Records provided: Begin

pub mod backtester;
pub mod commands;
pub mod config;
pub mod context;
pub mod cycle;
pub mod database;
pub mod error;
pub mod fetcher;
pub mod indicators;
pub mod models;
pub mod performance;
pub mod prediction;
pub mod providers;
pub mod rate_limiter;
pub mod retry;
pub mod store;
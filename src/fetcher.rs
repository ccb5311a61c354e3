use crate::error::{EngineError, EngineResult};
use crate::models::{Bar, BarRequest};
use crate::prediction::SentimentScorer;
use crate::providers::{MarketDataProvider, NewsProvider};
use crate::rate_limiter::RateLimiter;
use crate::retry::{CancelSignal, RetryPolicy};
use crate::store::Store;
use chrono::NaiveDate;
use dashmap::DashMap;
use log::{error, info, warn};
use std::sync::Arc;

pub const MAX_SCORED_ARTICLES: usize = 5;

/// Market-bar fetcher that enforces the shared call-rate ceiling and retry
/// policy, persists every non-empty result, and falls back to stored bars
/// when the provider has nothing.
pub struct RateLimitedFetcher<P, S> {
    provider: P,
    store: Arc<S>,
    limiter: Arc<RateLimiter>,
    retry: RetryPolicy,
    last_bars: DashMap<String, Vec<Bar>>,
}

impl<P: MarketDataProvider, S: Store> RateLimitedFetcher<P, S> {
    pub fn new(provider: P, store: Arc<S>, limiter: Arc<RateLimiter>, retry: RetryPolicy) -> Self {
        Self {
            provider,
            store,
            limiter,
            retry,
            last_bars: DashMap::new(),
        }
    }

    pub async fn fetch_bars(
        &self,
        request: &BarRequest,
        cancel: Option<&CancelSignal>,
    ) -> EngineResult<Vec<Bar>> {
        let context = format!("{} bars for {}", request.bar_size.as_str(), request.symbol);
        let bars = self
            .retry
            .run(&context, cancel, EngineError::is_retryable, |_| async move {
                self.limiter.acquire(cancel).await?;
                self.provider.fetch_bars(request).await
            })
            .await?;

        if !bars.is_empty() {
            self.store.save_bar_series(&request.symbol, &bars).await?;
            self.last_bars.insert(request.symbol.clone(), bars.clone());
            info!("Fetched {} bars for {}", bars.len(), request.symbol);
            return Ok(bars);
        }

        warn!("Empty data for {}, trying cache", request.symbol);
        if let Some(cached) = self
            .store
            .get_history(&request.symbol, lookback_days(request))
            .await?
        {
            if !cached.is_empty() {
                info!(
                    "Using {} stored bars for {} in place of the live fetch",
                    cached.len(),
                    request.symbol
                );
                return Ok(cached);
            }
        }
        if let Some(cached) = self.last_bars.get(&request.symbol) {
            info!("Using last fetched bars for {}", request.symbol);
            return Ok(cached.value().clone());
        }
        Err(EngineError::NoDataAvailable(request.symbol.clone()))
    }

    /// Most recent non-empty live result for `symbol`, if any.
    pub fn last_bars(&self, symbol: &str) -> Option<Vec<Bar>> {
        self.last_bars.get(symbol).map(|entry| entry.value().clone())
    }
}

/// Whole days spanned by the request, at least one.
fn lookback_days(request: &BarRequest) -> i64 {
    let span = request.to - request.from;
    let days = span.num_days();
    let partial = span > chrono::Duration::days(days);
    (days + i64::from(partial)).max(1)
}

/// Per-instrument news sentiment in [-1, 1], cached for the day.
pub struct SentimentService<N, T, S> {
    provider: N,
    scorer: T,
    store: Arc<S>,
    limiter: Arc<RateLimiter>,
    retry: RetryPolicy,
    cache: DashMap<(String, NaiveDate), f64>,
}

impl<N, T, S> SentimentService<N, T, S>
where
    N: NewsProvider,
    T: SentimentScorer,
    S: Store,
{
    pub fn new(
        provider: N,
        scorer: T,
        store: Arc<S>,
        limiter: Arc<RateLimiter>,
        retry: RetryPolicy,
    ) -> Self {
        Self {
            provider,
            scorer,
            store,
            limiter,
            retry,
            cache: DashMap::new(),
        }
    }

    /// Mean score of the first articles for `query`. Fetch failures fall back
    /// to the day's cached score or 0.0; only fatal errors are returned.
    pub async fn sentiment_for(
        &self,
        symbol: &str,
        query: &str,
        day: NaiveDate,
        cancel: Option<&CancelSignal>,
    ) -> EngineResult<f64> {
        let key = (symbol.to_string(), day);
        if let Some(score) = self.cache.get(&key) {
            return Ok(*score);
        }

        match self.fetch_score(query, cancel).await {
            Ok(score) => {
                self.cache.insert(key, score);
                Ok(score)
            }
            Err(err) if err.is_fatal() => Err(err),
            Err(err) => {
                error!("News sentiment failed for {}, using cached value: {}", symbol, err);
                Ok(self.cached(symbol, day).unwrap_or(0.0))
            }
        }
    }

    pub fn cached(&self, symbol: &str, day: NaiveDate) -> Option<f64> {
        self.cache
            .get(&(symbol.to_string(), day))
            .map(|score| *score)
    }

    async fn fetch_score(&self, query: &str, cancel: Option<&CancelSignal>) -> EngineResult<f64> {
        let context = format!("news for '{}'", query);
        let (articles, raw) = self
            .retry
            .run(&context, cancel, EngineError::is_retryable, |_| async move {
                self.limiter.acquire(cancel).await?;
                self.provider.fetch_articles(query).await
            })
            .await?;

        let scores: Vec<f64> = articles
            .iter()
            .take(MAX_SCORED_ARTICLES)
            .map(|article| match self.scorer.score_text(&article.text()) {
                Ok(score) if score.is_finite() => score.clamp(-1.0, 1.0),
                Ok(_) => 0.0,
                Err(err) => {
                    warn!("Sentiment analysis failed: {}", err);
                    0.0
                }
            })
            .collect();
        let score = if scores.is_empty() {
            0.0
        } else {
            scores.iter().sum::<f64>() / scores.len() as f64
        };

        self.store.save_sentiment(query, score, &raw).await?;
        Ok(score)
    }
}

Records provided: End
Records provided: Begin

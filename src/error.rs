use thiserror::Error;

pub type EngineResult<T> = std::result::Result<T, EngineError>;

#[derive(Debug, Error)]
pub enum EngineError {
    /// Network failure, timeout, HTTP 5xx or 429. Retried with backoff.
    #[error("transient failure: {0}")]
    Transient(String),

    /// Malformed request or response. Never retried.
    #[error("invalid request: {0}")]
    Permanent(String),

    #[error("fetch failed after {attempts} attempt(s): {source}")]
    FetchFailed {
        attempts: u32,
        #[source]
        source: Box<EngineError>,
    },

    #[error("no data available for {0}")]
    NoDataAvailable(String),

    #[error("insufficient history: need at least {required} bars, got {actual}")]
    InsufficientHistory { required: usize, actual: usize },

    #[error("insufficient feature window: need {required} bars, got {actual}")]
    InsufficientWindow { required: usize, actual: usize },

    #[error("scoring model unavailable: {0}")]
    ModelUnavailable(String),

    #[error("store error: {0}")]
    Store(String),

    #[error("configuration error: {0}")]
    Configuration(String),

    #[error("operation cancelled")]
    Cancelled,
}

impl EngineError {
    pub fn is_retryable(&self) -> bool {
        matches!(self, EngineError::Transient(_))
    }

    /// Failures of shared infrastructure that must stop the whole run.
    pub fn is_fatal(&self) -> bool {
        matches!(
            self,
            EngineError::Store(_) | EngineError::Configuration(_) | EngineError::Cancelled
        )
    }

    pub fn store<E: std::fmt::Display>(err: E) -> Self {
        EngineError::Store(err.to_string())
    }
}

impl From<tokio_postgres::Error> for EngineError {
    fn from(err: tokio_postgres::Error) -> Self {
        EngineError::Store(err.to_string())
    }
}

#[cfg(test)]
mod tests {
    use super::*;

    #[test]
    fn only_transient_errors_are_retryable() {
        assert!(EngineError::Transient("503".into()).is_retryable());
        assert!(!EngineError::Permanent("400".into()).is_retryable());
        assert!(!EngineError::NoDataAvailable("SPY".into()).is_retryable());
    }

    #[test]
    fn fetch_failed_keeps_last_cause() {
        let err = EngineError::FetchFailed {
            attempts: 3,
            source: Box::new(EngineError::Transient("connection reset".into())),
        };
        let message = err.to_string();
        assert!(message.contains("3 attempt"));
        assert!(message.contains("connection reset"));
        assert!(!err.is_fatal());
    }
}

Records provided: End

#### Try it:
Check the data above and report how many lines include the word "RateLimitedFetcher", using a bare number.

#### Answer to this problem:
2